A CLI tool for pulling Singapore Parliament Hansard data into structured CSV/JSON files — built for those who want to work with parliamentary speech data without wading through the Hansard website or setting up cloud infrastructure.
Singapore's Parliament publishes Hansard transcripts online, but they're not easy to work with at scale. If you want to know what a minister said about housing across 20 sittings, or compare how much airtime different MPs get on a topic, you're stuck clicking through pages one by one.
parleh-mate/singapore-parliament-speeches solved the scraping problem but built it as a cloud pipeline — BigQuery, Google Drive, Docker, Cloud Functions. This fork strips all of that out and gives you a single command that dumps the data to your laptop.
Run the scraper on a sitting date and you get four CSV files:
| File | What's in it |
|---|---|
speeches.csv |
Every speech paragraph — who said it, party, gender, what they said, word/syllable/sentence counts, chairing flag, appointment flag, noise flag |
topics.csv |
What was discussed — oral answers (OA), bills (BI), motions (MO), etc. |
attendance.csv |
Which MPs showed up and which didn't, with party and gender. Corrected using speech data. |
sittings.csv |
Sitting metadata — parliament number, session, start/end time, duration |
The scraper cleans up the raw Hansard HTML: it identifies speakers, strips procedural boilerplate, standardises MP names (so "The Minister for Health (Mr Ong Ye Kung)" becomes "Ong Ye Kung"), and merges consecutive paragraphs from the same speaker into single entries.
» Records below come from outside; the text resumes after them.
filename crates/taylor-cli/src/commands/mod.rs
//! CLI command implementations.

pub mod check;
pub mod init;
pub mod list_rules;
pub mod output;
Each speech also gets basic text metrics — word count, character count, sentence count, syllable count — which you can use for readability analysis or just to gauge how much someone said.
Party and gender data comes from seeds/member.csv, which tracks each MP per parliament term. Coverage is comprehensive for the 12th–15th Parliaments (2011 onwards) and selective for earlier parliaments (opposition MPs, key PAP figures, NMPs).
| Column | Example |
|---|---|
date |
2024-05-07 |
speech_id |
2024-05-07-T-001-S-00002 |
topic_id |
2024-05-07-T-001 |
member_name_original |
The Minister for Health (Mr Ong Ye Kung) |
member_name |
Ong Ye Kung |
text |
Mr Speaker, Sir, my response today will also address... |
num_words |
186 |
num_sentences |
9 |
party |
PAP |
gender |
M |
is_chairing |
False |
is_noise |
False |
is_appointment |
True |
pip install -r requirements.txt# Single sitting date
python -m sgparl --date 2024-05-07
# Multiple dates
python -m sgparl --date 2024-05-07 2024-02-05
# Date range (uses seeds/dates.csv for known sitting dates)
python -m sgparl --from 2024-01-01 --to 2024-03-31
# Save to a specific folder (default: data/)
python -m sgparl --date 2024-05-07 --output my-data/
# Output as JSON instead of CSV, or both
python -m sgparl --date 2024-05-07 --format json
python -m sgparl --date 2024-05-07 --format both
# Update the list of known sitting dates (needed for --from/--to)
python -m sgparl --update-seedsWhen scraping multiple dates, all results are combined into a single set of files.
After improving the name parser (sgparl/utils.py:get_mp_name) or the role-title resolver (sgparl/enrich.py), re-apply to existing data:
# Reparse the main dataset
python -m sgparl.reparse
# Reparse a specific file
python -m sgparl.reparse data/all/speeches_post2012.csv
# Reparse all speech CSVs and rebuild speeches_all.csv
python -m sgparl.reparse --allThis re-runs get_mp_name() on every row's member_name_original column (which is preserved from the original scrape) and applies role-title resolution. No API calls.
The main CLI (python -m sgparl) only works for post-2012 sittings. For pre-2012 data (1955-2011), use:
python -m sgparl.pre2012This uses the same getHansardReport endpoint, but parses the htmlFullContent field (raw HTML of the full sitting report) instead of the structured JSON that post-2012 returns. Uses HTML comments (<!-- MP_NAME:Name -->) as the primary speaker source, with bold tags as fallback. Outputs to data/all/pre2012_v2/. Takes ~5 hours for all 1,333 dates. Checkpoints every 20 dates.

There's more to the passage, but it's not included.